### EXERCISE DETAILS
The whole of the data must be transcribed exactly.

==== WORKING DATA

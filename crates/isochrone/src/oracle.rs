//! Collaborator seams: geocoding, batched travel times, and courtesy pauses.
//!
//! Implementations live in [`crate::provider`] (Google Maps) and in tests
//! (synthetic fields). The orchestrator depends only on these traits.

use std::time::Duration;

use crate::error::ProviderError;
use crate::geodesy::GeoPoint;
use crate::location::Location;

/// Duration substituted when the provider fails for one destination of a batch.
pub const SENTINEL_MINUTES: f64 = 9999.0;

/// Address → coordinate resolution.
pub trait Geocoder {
    /// Resolve `address`; blank input is [`ProviderError::EmptyAddress`].
    fn resolve(&self, address: &str) -> Result<GeoPoint, ProviderError>;
}

/// One element of a batched travel-time answer.
#[derive(Clone, Debug, PartialEq)]
pub struct TravelTime {
    /// Provider-resolved label for the destination.
    pub address: String,
    /// Travel time in minutes, or `None` if the provider failed for this element.
    pub minutes: Option<f64>,
}

impl TravelTime {
    pub fn new(address: impl Into<String>, minutes: Option<f64>) -> Self {
        Self {
            address: address.into(),
            minutes,
        }
    }

    /// Minutes with per-destination failures mapped to [`SENTINEL_MINUTES`].
    #[inline]
    pub fn minutes_or_sentinel(&self) -> f64 {
        match self.minutes {
            Some(m) if m.is_finite() => m,
            _ => SENTINEL_MINUTES,
        }
    }
}

/// Batched origin → many destinations travel-time service.
pub trait TravelTimeOracle {
    /// Returns one [`TravelTime`] per destination, in the same order.
    fn travel_times(
        &self,
        origin: GeoPoint,
        destinations: &[Location],
    ) -> Result<Vec<TravelTime>, ProviderError>;
}

/// Delay strategy between successive geocoder calls.
pub trait Pause {
    fn pause(&self);
}

/// No delay; used by tests and offline runs.
#[derive(Clone, Copy, Debug, Default)]
pub struct NoPause;

impl Pause for NoPause {
    #[inline]
    fn pause(&self) {}
}

/// Blocking sleep of a fixed length.
#[derive(Clone, Copy, Debug)]
pub struct FixedPause(pub Duration);

impl Default for FixedPause {
    fn default() -> Self {
        Self(Duration::from_millis(100))
    }
}

impl Pause for FixedPause {
    fn pause(&self) {
        if !self.0.is_zero() {
            std::thread::sleep(self.0);
        }
    }
}

impl<T: Geocoder + ?Sized> Geocoder for &T {
    fn resolve(&self, address: &str) -> Result<GeoPoint, ProviderError> {
        (**self).resolve(address)
    }
}

impl<T: TravelTimeOracle + ?Sized> TravelTimeOracle for &T {
    fn travel_times(
        &self,
        origin: GeoPoint,
        destinations: &[Location],
    ) -> Result<Vec<TravelTime>, ProviderError> {
        (**self).travel_times(origin, destinations)
    }
}
use anyhow::{bail, Context, Result};
use isochrone::geodesy::bearing;
use isochrone::Isochrone;
use polars::prelude::*;
use serde_json::{json, Value};
use std::fs;
use std::path::Path;

/// Output formats chosen by file extension.
#[derive(Clone, Copy, Debug, PartialEq, Eq)]
pub enum Format {
    Csv,
    GeoJson,
}

impl Format {
    pub fn from_path(path: &Path) -> Result<Self> {
        let ext = path
            .extension()
            .and_then(|e| e.to_str())
            .map(str::to_ascii_lowercase);
        match ext.as_deref() {
            Some("csv") => Ok(Format::Csv),
            Some("json") | Some("geojson") => Ok(Format::GeoJson),
            _ => bail!(
                "unsupported output extension for {} (use .csv, .json or .geojson)",
                path.display()
            ),
        }
    }
}

/// Write the contour to `path` in the format implied by its extension.
pub fn write_contour(path: &Path, iso: &Isochrone) -> Result<Format> {
    let format = Format::from_path(path)?;
    if let Some(parent) = path.parent() {
        if !parent.as_os_str().is_empty() {
            fs::create_dir_all(parent)
                .with_context(|| format!("creating output dir {}", parent.display()))?;
        }
    }
    match format {
        Format::Csv => write_csv(path, iso)?,
        Format::GeoJson => {
            let doc = to_geojson(iso);
            fs::write(path, serde_json::to_vec_pretty(&doc)?)
                .with_context(|| format!("writing {}", path.display()))?;
        }
    }
    Ok(format)
}

/// One row per vertex in contour order.
fn write_csv(path: &Path, iso: &Isochrone) -> Result<()> {
    let order: Vec<u32> = (0..iso.points.len() as u32).collect();
    let lat: Vec<f64> = iso.points.iter().map(|p| p.lat).collect();
    let lng: Vec<f64> = iso.points.iter().map(|p| p.lng).collect();
    let bearing_deg: Vec<f64> = iso.points.iter().map(|p| bearing(iso.origin, *p)).collect();
    let mut df = df!(
        "order" => order,
        "lat" => lat,
        "lng" => lng,
        "bearing" => bearing_deg
    )?;
    let mut file =
        fs::File::create(path).with_context(|| format!("creating {}", path.display()))?;
    CsvWriter::new(&mut file)
        .include_header(true)
        .finish(&mut df)?;
    Ok(())
}

/// GeoJSON FeatureCollection: the closed contour polygon plus the origin point.
pub fn to_geojson(iso: &Isochrone) -> Value {
    let mut ring: Vec<[f64; 2]> = iso.points.iter().map(|p| [p.lng, p.lat]).collect();
    if let Some(&first) = ring.first() {
        ring.push(first);
    }
    json!({
        "type": "FeatureCollection",
        "features": [
            {
                "type": "Feature",
                "geometry": { "type": "Polygon", "coordinates": [ring] },
                "properties": {
                    "minutes": iso.target_minutes,
                    "rounds": iso.rounds,
                    "spokes": iso.spokes,
                }
            },
            {
                "type": "Feature",
                "geometry": { "type": "Point", "coordinates": [iso.origin.lng, iso.origin.lat] },
                "properties": { "role": "origin" }
            }
        ]
    })
}

#[cfg(test)]
mod tests {
    use super::*;
    use isochrone::GeoPoint;
    use tempfile::tempdir;

    fn square() -> Isochrone {
        let origin = GeoPoint::new(41.8781, -87.6298);
        let points = [0.0, 90.0, 180.0, 270.0]
            .iter()
            .map(|&b| isochrone::geodesy::destination_point(origin, b, 3.75))
            .collect();
        Isochrone {
            origin,
            target_minutes: 15.0,
            points,
            rounds: 9,
            spokes: Vec::new(),
        }
    }

    #[test]
    fn format_from_extension() {
        assert_eq!(Format::from_path(Path::new("a/b.CSV")).unwrap(), Format::Csv);
        assert_eq!(Format::from_path(Path::new("b.geojson")).unwrap(), Format::GeoJson);
        assert!(Format::from_path(Path::new("b.png")).is_err());
        assert!(Format::from_path(Path::new("noext")).is_err());
    }

    #[test]
    fn geojson_ring_is_closed() {
        let doc = to_geojson(&square());
        let ring = doc["features"][0]["geometry"]["coordinates"][0]
            .as_array()
            .unwrap();
        assert_eq!(ring.len(), 5);
        assert_eq!(ring[0], ring[4]);
        assert_eq!(doc["features"][1]["properties"]["role"], "origin");
    }

    #[test]
    fn writes_csv_rows() {
        let dir = tempdir().unwrap();
        let out = dir.path().join("nested/contour.csv");
        assert_eq!(write_contour(&out, &square()).unwrap(), Format::Csv);
        let text = fs::read_to_string(&out).unwrap();
        let mut lines = text.lines();
        assert_eq!(lines.next().unwrap(), "order,lat,lng,bearing");
        assert_eq!(lines.count(), 4);
    }

    #[test]
    fn writes_geojson_file() {
        let dir = tempdir().unwrap();
        let out = dir.path().join("contour.json");
        write_contour(&out, &square()).unwrap();
        let parsed: Value = serde_json::from_slice(&fs::read(&out).unwrap()).unwrap();
        assert_eq!(parsed["type"], "FeatureCollection");
    }
}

========

### OUTPUT OF THE EXERCISE
filename crates/isochrone/src/oracle.rs
//! Collaborator seams: geocoding, batched travel times, and courtesy pauses.
//!
//! Implementations live in [`crate::provider`] (Google Maps) and in tests
//! (synthetic fields). The orchestrator depends only on these traits.

use std::time::Duration;

use crate::error::ProviderError;
use crate::geodesy::GeoPoint;
use crate::location::Location;

/// Duration substituted when the provider fails for one destination of a batch.
pub const SENTINEL_MINUTES: f64 = 9999.0;

/// Address → coordinate resolution.
pub trait Geocoder {
    /// Resolve `address`; blank input is [`ProviderError::EmptyAddress`].
    fn resolve(&self, address: &str) -> Result<GeoPoint, ProviderError>;
}

/// One element of a batched travel-time answer.
#[derive(Clone, Debug, PartialEq)]
pub struct TravelTime {
    /// Provider-resolved label for the destination.
    pub address: String,
    /// Travel time in minutes, or `None` if the provider failed for this element.
    pub minutes: Option<f64>,
}

impl TravelTime {
    pub fn new(address: impl Into<String>, minutes: Option<f64>) -> Self {
        Self {
            address: address.into(),
            minutes,
        }
    }

    /// Minutes with per-destination failures mapped to [`SENTINEL_MINUTES`].
    #[inline]
    pub fn minutes_or_sentinel(&self) -> f64 {
        match self.minutes {
            Some(m) if m.is_finite() => m,
            _ => SENTINEL_MINUTES,
        }
    }
}

/// Batched origin → many destinations travel-time service.
pub trait TravelTimeOracle {
    /// Returns one [`TravelTime`] per destination, in the same order.
    fn travel_times(
        &self,
        origin: GeoPoint,
        destinations: &[Location],
    ) -> Result<Vec<TravelTime>, ProviderError>;
}

/// Delay strategy between successive geocoder calls.
pub trait Pause {
    fn pause(&self);
}

/// No delay; used by tests and offline runs.
#[derive(Clone, Copy, Debug, Default)]
pub struct NoPause;

impl Pause for NoPause {
    #[inline]
    fn pause(&self) {}
}

/// Blocking sleep of a fixed length.
#[derive(Clone, Copy, Debug)]
pub struct FixedPause(pub Duration);

impl Default for FixedPause {
    fn default() -> Self {
        Self(Duration::from_millis(100))
    }
}

impl Pause for FixedPause {
    fn pause(&self) {
        if !self.0.is_zero() {
            std::thread::sleep(self.0);
        }
    }
}

impl<T: Geocoder + ?Sized> Geocoder for &T {
    fn resolve(&self, address: &str) -> Result<GeoPoint, ProviderError> {
        (**self).resolve(address)
    }
}

impl<T: TravelTimeOracle + ?Sized> TravelTimeOracle for &T {
    fn travel_times(
        &self,
        origin: GeoPoint,
        destinations: &[Location],
    ) -> Result<Vec<TravelTime>, ProviderError> {
        (**self).travel_times(origin, destinations)
    }
}
use anyhow::{bail, Context, Result};
use isochrone::geodesy::bearing;
use isochrone::Isochrone;
use polars::prelude::*;
use serde_json::{json, Value};
use std::fs;
use std::path::Path;

/// Output formats chosen by file extension.
#[derive(Clone, Copy, Debug, PartialEq, Eq)]
pub enum Format {
    Csv,
    GeoJson,
}

impl Format {
    pub fn from_path(path: &Path) -> Result<Self> {
        let ext = path
            .extension()
            .and_then(|e| e.to_str())
            .map(str::to_ascii_lowercase);
        match ext.as_deref() {
            Some("csv") => Ok(Format::Csv),
            Some("json") | Some("geojson") => Ok(Format::GeoJson),
            _ => bail!(
                "unsupported output extension for {} (use .csv, .json or .geojson)",
                path.display()
            ),
        }
    }
}

/// Write the contour to `path` in the format implied by its extension.
pub fn write_contour(path: &Path, iso: &Isochrone) -> Result<Format> {
    let format = Format::from_path(path)?;
    if let Some(parent) = path.parent() {
        if !parent.as_os_str().is_empty() {
            fs::create_dir_all(parent)
                .with_context(|| format!("creating output dir {}", parent.display()))?;
        }
    }
    match format {
        Format::Csv => write_csv(path, iso)?,
        Format::GeoJson => {
            let doc = to_geojson(iso);
            fs::write(path, serde_json::to_vec_pretty(&doc)?)
                .with_context(|| format!("writing {}", path.display()))?;
        }
    }
    Ok(format)
}

/// One row per vertex in contour order.
fn write_csv(path: &Path, iso: &Isochrone) -> Result<()> {
    let order: Vec<u32> = (0..iso.points.len() as u32).collect();
    let lat: Vec<f64> = iso.points.iter().map(|p| p.lat).collect();
    let lng: Vec<f64> = iso.points.iter().map(|p| p.lng).collect();
    let bearing_deg: Vec<f64> = iso.points.iter().map(|p| bearing(iso.origin, *p)).collect();
    let mut df = df!(
        "order" => order,
        "lat" => lat,
        "lng" => lng,
        "bearing" => bearing_deg
    )?;
    let mut file =
        fs::File::create(path).with_context(|| format!("creating {}", path.display()))?;
    CsvWriter::new(&mut file)
        .include_header(true)
        .finish(&mut df)?;
    Ok(())
}

/// GeoJSON FeatureCollection: the closed contour polygon plus the origin point.
pub fn to_geojson(iso: &Isochrone) -> Value {
    let mut ring: Vec<[f64; 2]> = iso.points.iter().map(|p| [p.lng, p.lat]).collect();
    if let Some(&first) = ring.first() {
        ring.push(first);
    }
    json!({
        "type": "FeatureCollection",
        "features": [
            {
                "type": "Feature",
                "geometry": { "type": "Polygon", "coordinates": [ring] },
                "properties": {
                    "minutes": iso.target_minutes,
                    "rounds": iso.rounds,
                    "spokes": iso.spokes,
                }
            },
            {
                "type": "Feature",
                "geometry": { "type": "Point", "coordinates": [iso.origin.lng, iso.origin.lat] },
                "properties": { "role": "origin" }
            }
        ]
    })
}

#[cfg(test)]
mod tests {
    use super::*;
    use isochrone::GeoPoint;
    use tempfile::tempdir;

    fn square() -> Isochrone {
        let origin = GeoPoint::new(41.8781, -87.6298);
        let points = [0.0, 90.0, 180.0, 270.0]
            .iter()
            .map(|&b| isochrone::geodesy::destination_point(origin, b, 3.75))
            .collect();
        Isochrone {
            origin,
            target_minutes: 15.0,
            points,
            rounds: 9,
            spokes: Vec::new(),
        }
    }

    #[test]
    fn format_from_extension() {
        assert_eq!(Format::from_path(Path::new("a/b.CSV")).unwrap(), Format::Csv);
        assert_eq!(Format::from_path(Path::new("b.geojson")).unwrap(), Format::GeoJson);
        assert!(Format::from_path(Path::new("b.png")).is_err());
        assert!(Format::from_path(Path::new("noext")).is_err());
    }

    #[test]
    fn geojson_ring_is_closed() {
        let doc = to_geojson(&square());
        let ring = doc["features"][0]["geometry"]["coordinates"][0]
            .as_array()
            .unwrap();
        assert_eq!(ring.len(), 5);
        assert_eq!(ring[0], ring[4]);
        assert_eq!(doc["features"][1]["properties"]["role"], "origin");
    }

    #[test]
    fn writes_csv_rows() {
        let dir = tempdir().unwrap();
        let out = dir.path().join("nested/contour.csv");
        assert_eq!(write_contour(&out, &square()).unwrap(), Format::Csv);
        let text = fs::read_to_string(&out).unwrap();
        let mut lines = text.lines();
        assert_eq!(lines.next().unwrap(), "order,lat,lng,bearing");
        assert_eq!(lines.count(), 4);
    }

    #[test]
    fn writes_geojson_file() {
        let dir = tempdir().unwrap();
        let out = dir.path().join("contour.json");
        write_contour(&out, &square()).unwrap();
        let parsed: Value = serde_json::from_slice(&fs::read(&out).unwrap()).unwrap();
        assert_eq!(parsed["type"], "FeatureCollection");
    }
}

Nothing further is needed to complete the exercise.